数据类型¶
SDK 中的数据类型定义。
核心类型¶
File¶
@dataclass
class File:
id: str # 文件唯一标识
filename: str # 原始文件名
content_type: str # MIME 类型
size: int # 文件大小(字节)
metadata: Dict[str, Any] # 自定义元数据
tags: List[str] # 标签列表
created_at: datetime # 创建时间
updated_at: datetime # 更新时间
Extraction¶
@dataclass
class Extraction:
id: str # 提取任务 ID
file_id: str # 关联文件 ID
status: str # pending | processing | completed | failed
mode: str # simple | normal | advanced
progress: Optional[int] # 进度 (0-100)
markdown: Optional[str] # 提取的 Markdown 内容
total_pages: Optional[int] # 文档总页数
metadata: Optional[Dict] # 文档元信息
error: Optional[Dict] # 错误信息
created_at: datetime
completed_at: Optional[datetime]
def wait(self, timeout: int = 300) -> "Extraction": ...
KnowledgeBase¶
@dataclass
class KnowledgeBase:
id: str
name: str
description: Optional[str]
chunking_strategy: Dict[str, Any]
document_count: int
chunk_count: int
metadata: Optional[Dict]
created_at: datetime
updated_at: datetime
Document¶
@dataclass
class Document:
id: str
kb_id: str
file_id: str
title: Optional[str]
status: str # pending | indexing | indexed | failed
chunk_count: int
metadata: Optional[Dict]
error: Optional[Dict]
created_at: datetime
indexed_at: Optional[datetime]
def wait(self, timeout: int = 300) -> "Document": ...
Chunk¶
@dataclass
class Chunk:
id: str
document_id: str
document_title: str
content: str
score: float # 相似度分数 (0-1)
vector_score: Optional[float] # 向量搜索分数
keyword_score: Optional[float] # 关键词搜索分数
metadata: Dict[str, Any]
Webhook¶
@dataclass
class Webhook:
id: str
url: str
events: List[str]
enabled: bool
last_delivery_at: Optional[datetime]
created_at: datetime
APIKey¶
@dataclass
class APIKey:
id: str
name: str
key: Optional[str] # 仅创建时返回
key_prefix: str
scopes: List[str]
last_used_at: Optional[datetime]
expires_at: Optional[datetime]
created_at: datetime
列表类型¶
@dataclass
class ListResponse(Generic[T]):
items: List[T]
total: int
limit: int
offset: int
# 具体类型
FileList = ListResponse[File]
ExtractionList = ListResponse[Extraction]

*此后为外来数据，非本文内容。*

// src/web/sync_handlers.rs
use crate::{
    error::AppResult,
    models::user::CurrentUser,
    services::sync_service::{self, SyncOptions, SyncReport},
    state::AppState,
    templates::{SyncLineView, SyncPage},
    web::{error_redirect, grid::GridForm, render, FeedbackParams},
};
use axum::{
    extract::{Extension, Form, Query, State},
    response::{IntoResponse, Response},
};

const SYNC_PATH: &str = "/admin/sync";
const NO_REMOTE: &str = "Remote store is not configured.";

/// Botões: "force" força o upsert, "replace" apaga e reenvia; os restantes usam as checkboxes.
fn push_options(form: &GridForm) -> SyncOptions {
    match form.first("mode").unwrap_or("") {
        "force" => SyncOptions { force: true, replace: false },
        "replace" => SyncOptions { force: true, replace: true },
        _ => {
            let replace = form.flag("replace");
            SyncOptions { force: replace || form.flag("force"), replace }
        }
    }
}

fn sync_page(state: &AppState, user: &CurrentUser, flash: FeedbackParams, run: Option<(&str, SyncReport)>) -> SyncPage {
    let (summary, lines) = match run {
        Some((action, report)) => {
            let summary = report.summary(action);
            let lines = report
                .tables
                .into_iter()
                .map(|t| SyncLineView { message: t.message(), is_error: t.is_error(), notes: t.notes })
                .collect();
            (Some(summary), lines)
        }
        None => (None, Vec::new()),
    };
    SyncPage {
        nav: user.into(),
        flash: flash.into(),
        remote_name: state.remote().map(|r| r.name().to_string()),
        summary,
        lines,
    }
}

// GET /admin/sync
pub async fn sync_page_handler(
    State(state): State<AppState>,
    Extension(user): Extension<CurrentUser>,
    Query(params): Query<FeedbackParams>,
) -> AppResult<impl IntoResponse> {
    render(&sync_page(&state, &user, params, None))
}

// POST /admin/sync/push
pub async fn push_handler(
    State(state): State<AppState>,
    Extension(user): Extension<CurrentUser>,
    Form(pairs): Form<Vec<(String, String)>>,
) -> AppResult<Response> {
    let Some(remote) = state.remote() else {
        return Ok(error_redirect(SYNC_PATH, NO_REMOTE).into_response());
    };
    let options = push_options(&GridForm::parse(pairs));
    tracing::info!("Sync push pedido por {} ({:?})", user.ps_number, options);
    let report = sync_service::push_all(&state.store, remote, options).await;
    Ok(render(&sync_page(&state, &user, FeedbackParams::default(), Some(("Data Sync", report))))?.into_response())
}

// POST /admin/sync/pull
pub async fn pull_handler(
    State(state): State<AppState>,
    Extension(user): Extension<CurrentUser>,
) -> AppResult<Response> {
    let Some(remote) = state.remote() else {
        return Ok(error_redirect(SYNC_PATH, NO_REMOTE).into_response());
    };
    tracing::info!("Sync pull pedido por {}", user.ps_number);
    let report = sync_service::pull_all(&state.store, remote).await;
    Ok(render(&sync_page(&state, &user, FeedbackParams::default(), Some(("Pull", report))))?.into_response())
}

#[cfg(test)]
mod tests {
    use super::*;

    fn form(pairs: &[(&str, &str)]) -> GridForm {
        GridForm::parse(pairs.iter().map(|(k, v)| (k.to_string(), v.to_string())).collect())
    }

    #[test]
    fn buttons_override_checkboxes() {
        assert_eq!(push_options(&form(&[("mode", "force")])), SyncOptions { force: true, replace: false });
        assert_eq!(
            push_options(&form(&[("force", "on"), ("mode", "replace")])),
            SyncOptions { force: true, replace: true }
        );
    }

    #[test]
    fn replace_checkbox_implies_force() {
        assert_eq!(
            push_options(&form(&[("replace", "on"), ("mode", "options")])),
            SyncOptions { force: true, replace: true }
        );
        assert_eq!(push_options(&form(&[("mode", "options")])), SyncOptions::default());
    }
}
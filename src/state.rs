// src/state.rs
use crate::{remote::RemoteStore, store::JsonStore};
use std::sync::Arc;

#[derive(Clone)]
pub struct AppState {
    pub store: JsonStore,
    // None quando o remoto não está configurado: a app funciona só com os JSON locais
    pub remote: Option<Arc<dyn RemoteStore>>,
}

impl AppState {
    pub fn new(store: JsonStore, remote: Option<Arc<dyn RemoteStore>>) -> Self {
        Self { store, remote }
    }

    pub fn remote(&self) -> Option<&dyn RemoteStore> {
        self.remote.as_deref()
    }
}
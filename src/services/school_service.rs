// src/services/school_service.rs
use super::{sync_service, Outcome};
use crate::{
    error::{AppError, AppResult},
    models::{
        collection::Collection,
        ps_number,
        school::School,
        user::{CurrentUser, User},
    },
    remote::RemoteStore,
    store::{encode_rows, JsonStore},
};
use std::collections::{BTreeSet, HashMap, HashSet};

pub fn find_all_schools(store: &JsonStore) -> AppResult<Vec<School>> {
    store.load(Collection::Schools)
}

/// Admin vê todas; um coach só as escolas onde o seu PS number consta em `coaches`.
pub fn visible_schools(schools: Vec<School>, user: &CurrentUser) -> Vec<School> {
    if user.is_admin() {
        return schools;
    }
    schools
        .into_iter()
        .filter(|s| s.has_coach(user.ps_number.as_str()))
        .collect()
}

pub fn visible_school_ids(store: &JsonStore, user: &CurrentUser) -> AppResult<HashSet<String>> {
    Ok(visible_schools(find_all_schools(store)?, user)
        .into_iter()
        .map(|s| s.id)
        .collect())
}

/// id → nome, para resolver `school_id` nas listagens e no CSV.
pub fn school_names(schools: &[School]) -> HashMap<String, String> {
    schools.iter().map(|s| (s.id.clone(), s.nome.clone())).collect()
}

#[derive(Debug, Clone, Default)]
pub struct SchoolRowInput {
    pub id: String,
    pub nome: String,
    pub city: String,
    /// Lista separada por vírgulas, tal como editada na grelha.
    pub coaches: String,
}

/// Separa e normaliza a lista de coaches; devolve (válidos, inválidos).
pub fn parse_coaches(raw: &str) -> (Vec<String>, Vec<String>) {
    let mut valid = Vec::new();
    let mut invalid = Vec::new();
    for entry in raw.split(',').map(str::trim).filter(|e| !e.is_empty()) {
        let ps = ps_number::normalize(entry);
        if ps_number::is_valid(&ps) {
            if !valid.contains(&ps) {
                valid.push(ps);
            }
        } else {
            invalid.push(entry.to_string());
        }
    }
    (valid, invalid)
}

/// Valida e grava a grelha de escolas (substitui a coleção), depois push best-effort.
pub async fn save_school_grid(
    store: &JsonStore,
    remote: Option<&dyn RemoteStore>,
    rows: Vec<SchoolRowInput>,
) -> AppResult<Outcome> {
    let existing = find_all_schools(store)?;
    let known_users: HashSet<String> = store
        .load::<User>(Collection::Users)?
        .into_iter()
        .map(|u| u.ps_number.to_string())
        .collect();

    let mut missing_id_rows = Vec::new();
    let mut duplicated = BTreeSet::new();
    let mut seen = HashSet::new();
    let mut warnings = Vec::new();
    let mut schools = Vec::new();

    for (idx, row) in rows.into_iter().enumerate() {
        let id = row.id.trim().to_string();
        if id.is_empty() {
            missing_id_rows.push(idx + 1);
            continue;
        }
        if !seen.insert(id.clone()) {
            duplicated.insert(id);
            continue;
        }

        let (coaches, invalid) = parse_coaches(&row.coaches);
        if !invalid.is_empty() {
            warnings.push(format!("School {}: removed invalid PS numbers {:?}", id, invalid));
        }
        let unknown: Vec<&String> = coaches.iter().filter(|c| !known_users.contains(*c)).collect();
        if !unknown.is_empty() {
            warnings.push(format!("School {}: coaches without a user account {:?}", id, unknown));
        }

        let extra = existing
            .iter()
            .find(|s| s.id == id)
            .map(|s| s.extra.clone())
            .unwrap_or_default();
        schools.push(School {
            id,
            nome: row.nome.trim().to_string(),
            city: row.city.trim().to_string(),
            coaches,
            extra,
        });
    }

    let mut errors = Vec::new();
    if !missing_id_rows.is_empty() {
        errors.push(format!("Cannot save: rows missing ID → {:?}", missing_id_rows));
    }
    if !duplicated.is_empty() {
        errors.push(format!("Duplicated school ID: {:?}", duplicated));
    }
    if !errors.is_empty() {
        tracing::warn!("Grelha de escolas rejeitada: {:?}", errors);
        return Err(AppError::Validation(errors));
    }

    store.save(Collection::Schools, &schools)?;
    tracing::info!("🏫 {} escola(s) gravadas.", schools.len());

    let mut outcome = Outcome { saved: schools.len(), warnings, ..Default::default() };
    let encoded = encode_rows(&schools)?;
    sync_service::record_push(
        &mut outcome,
        sync_service::push_records(remote, Collection::Schools, &encoded).await,
    );
    Ok(outcome)
}

pub async fn delete_schools(store: &JsonStore, remote: Option<&dyn RemoteStore>, ids: &[String]) -> AppResult<Outcome> {
    let targets: HashSet<&str> = ids.iter().map(|id| id.trim()).collect();
    let schools = find_all_schools(store)?;
    let before = schools.len();
    let kept: Vec<School> = schools
        .into_iter()
        .filter(|s| !targets.contains(s.id.as_str()))
        .collect();
    let deleted = before - kept.len();
    store.save(Collection::Schools, &kept)?;
    tracing::info!("🗑️ {} escola(s) removidas.", deleted);

    let mut outcome = Outcome { deleted, ..Default::default() };
    sync_service::record_remote_delete(
        &mut outcome,
        sync_service::delete_records(remote, Collection::Schools, ids).await,
    );
    Ok(outcome)
}
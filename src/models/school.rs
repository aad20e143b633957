// src/models/school.rs
use super::Row;
use serde::{Deserialize, Serialize};

// Registo de schools.json
#[derive(Debug, Clone, PartialEq, Serialize, Deserialize)]
pub struct School {
    pub id: String,
    #[serde(default)]
    pub nome: String,
    #[serde(default)]
    pub city: String,
    /// PS numbers dos coaches associados (relação "soft" com users).
    #[serde(default)]
    pub coaches: Vec<String>,
    #[serde(flatten)]
    pub extra: Row,
}

impl School {
    pub fn has_coach(&self, ps_number: &str) -> bool {
        self.coaches.iter().any(|c| c == ps_number)
    }

    /// Rótulo usado nos selects: "Nome (id)".
    pub fn label(&self) -> String {
        let name = if self.nome.trim().is_empty() { "(no name)" } else { self.nome.as_str() };
        format!("{} ({})", name, self.id)
    }
}
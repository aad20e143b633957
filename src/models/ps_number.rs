// src/models/ps_number.rs
use regex::Regex;
use serde::{Deserialize, Serialize};
use std::{fmt, sync::LazyLock};

static PS_NUMBER_REGEX: LazyLock<Regex> =
    LazyLock::new(|| Regex::new(r"^PS\d+$").expect("ps number regex is valid"));

/// Identificador de login dos utilizadores: `PS` seguido de dígitos, sempre em maiúsculas.
#[derive(Debug, Clone, PartialEq, Eq, Hash, PartialOrd, Ord, Serialize, Deserialize)]
#[serde(try_from = "String", into = "String")]
pub struct PsNumber(String);

impl PsNumber {
    /// Normaliza (trim + uppercase) e valida contra `^PS\d+$`.
    pub fn parse(raw: &str) -> Result<Self, InvalidPsNumber> {
        let normalized = normalize(raw);
        if PS_NUMBER_REGEX.is_match(&normalized) {
            Ok(Self(normalized))
        } else {
            Err(InvalidPsNumber(raw.trim().to_string()))
        }
    }

    pub fn as_str(&self) -> &str {
        &self.0
    }
}

/// Só a normalização, sem validar.
pub fn normalize(raw: &str) -> String {
    raw.trim().to_uppercase()
}

pub fn is_valid(candidate: &str) -> bool {
    PS_NUMBER_REGEX.is_match(candidate)
}

#[derive(Debug, Clone, PartialEq, Eq, thiserror::Error)]
#[error("invalid PS Number '{0}' (expected PS followed by digits)")]
pub struct InvalidPsNumber(pub String);

impl TryFrom<String> for PsNumber {
    type Error = InvalidPsNumber;

    fn try_from(value: String) -> Result<Self, Self::Error> {
        PsNumber::parse(&value)
    }
}

impl From<PsNumber> for String {
    fn from(value: PsNumber) -> Self {
        value.0
    }
}

impl fmt::Display for PsNumber {
    fn fmt(&self, f: &mut fmt::Formatter<'_>) -> fmt::Result {
        f.write_str(&self.0)
    }
}

impl AsRef<str> for PsNumber {
    fn as_ref(&self) -> &str {
        &self.0
    }
}

#[cfg(test)]
mod tests {
    use super::*;

    #[test]
    fn lowercase_input_is_normalized_to_uppercase() {
        for raw in ["ps1724", "Ps1", "pS0042", "  ps99  ", "PS123456789"] {
            let ps = PsNumber::parse(raw).unwrap();
            assert!(ps.as_str().starts_with("PS"));
            assert!(is_valid(ps.as_str()), "{} -> {}", raw, ps);
            assert_eq!(ps.as_str()[2..], raw.trim()[2..]);
        }
    }

    #[test]
    fn malformed_values_are_rejected() {
        for raw in ["", "PS", "1724", "PS17a4", "XPS1724", "PS 1724", "PS-1"] {
            assert!(PsNumber::parse(raw).is_err(), "{:?} should be rejected", raw);
        }
    }

    #[test]
    fn deserializing_validates_and_normalizes() {
        let ps: PsNumber = serde_json::from_str("\"ps1724\"").unwrap();
        assert_eq!(ps.as_str(), "PS1724");
        assert!(serde_json::from_str::<PsNumber>("\"abc\"").is_err());
        assert_eq!(serde_json::to_string(&ps).unwrap(), "\"PS1724\"");
    }
}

KnowledgeBaseList = ListResponse[KnowledgeBase]
DocumentList = ListResponse[Document]
搜索结果¶
使用统计¶
@dataclass
class UsageStats:
storage: StorageUsage
extraction: ExtractionUsage
knowledge_bases: KBUsage
@dataclass
class StorageUsage:
used_bytes: int
limit_bytes: int
used_percentage: float
@dataclass
class ExtractionUsage:
pages_used: int
pages_limit: int
reset_at: datetime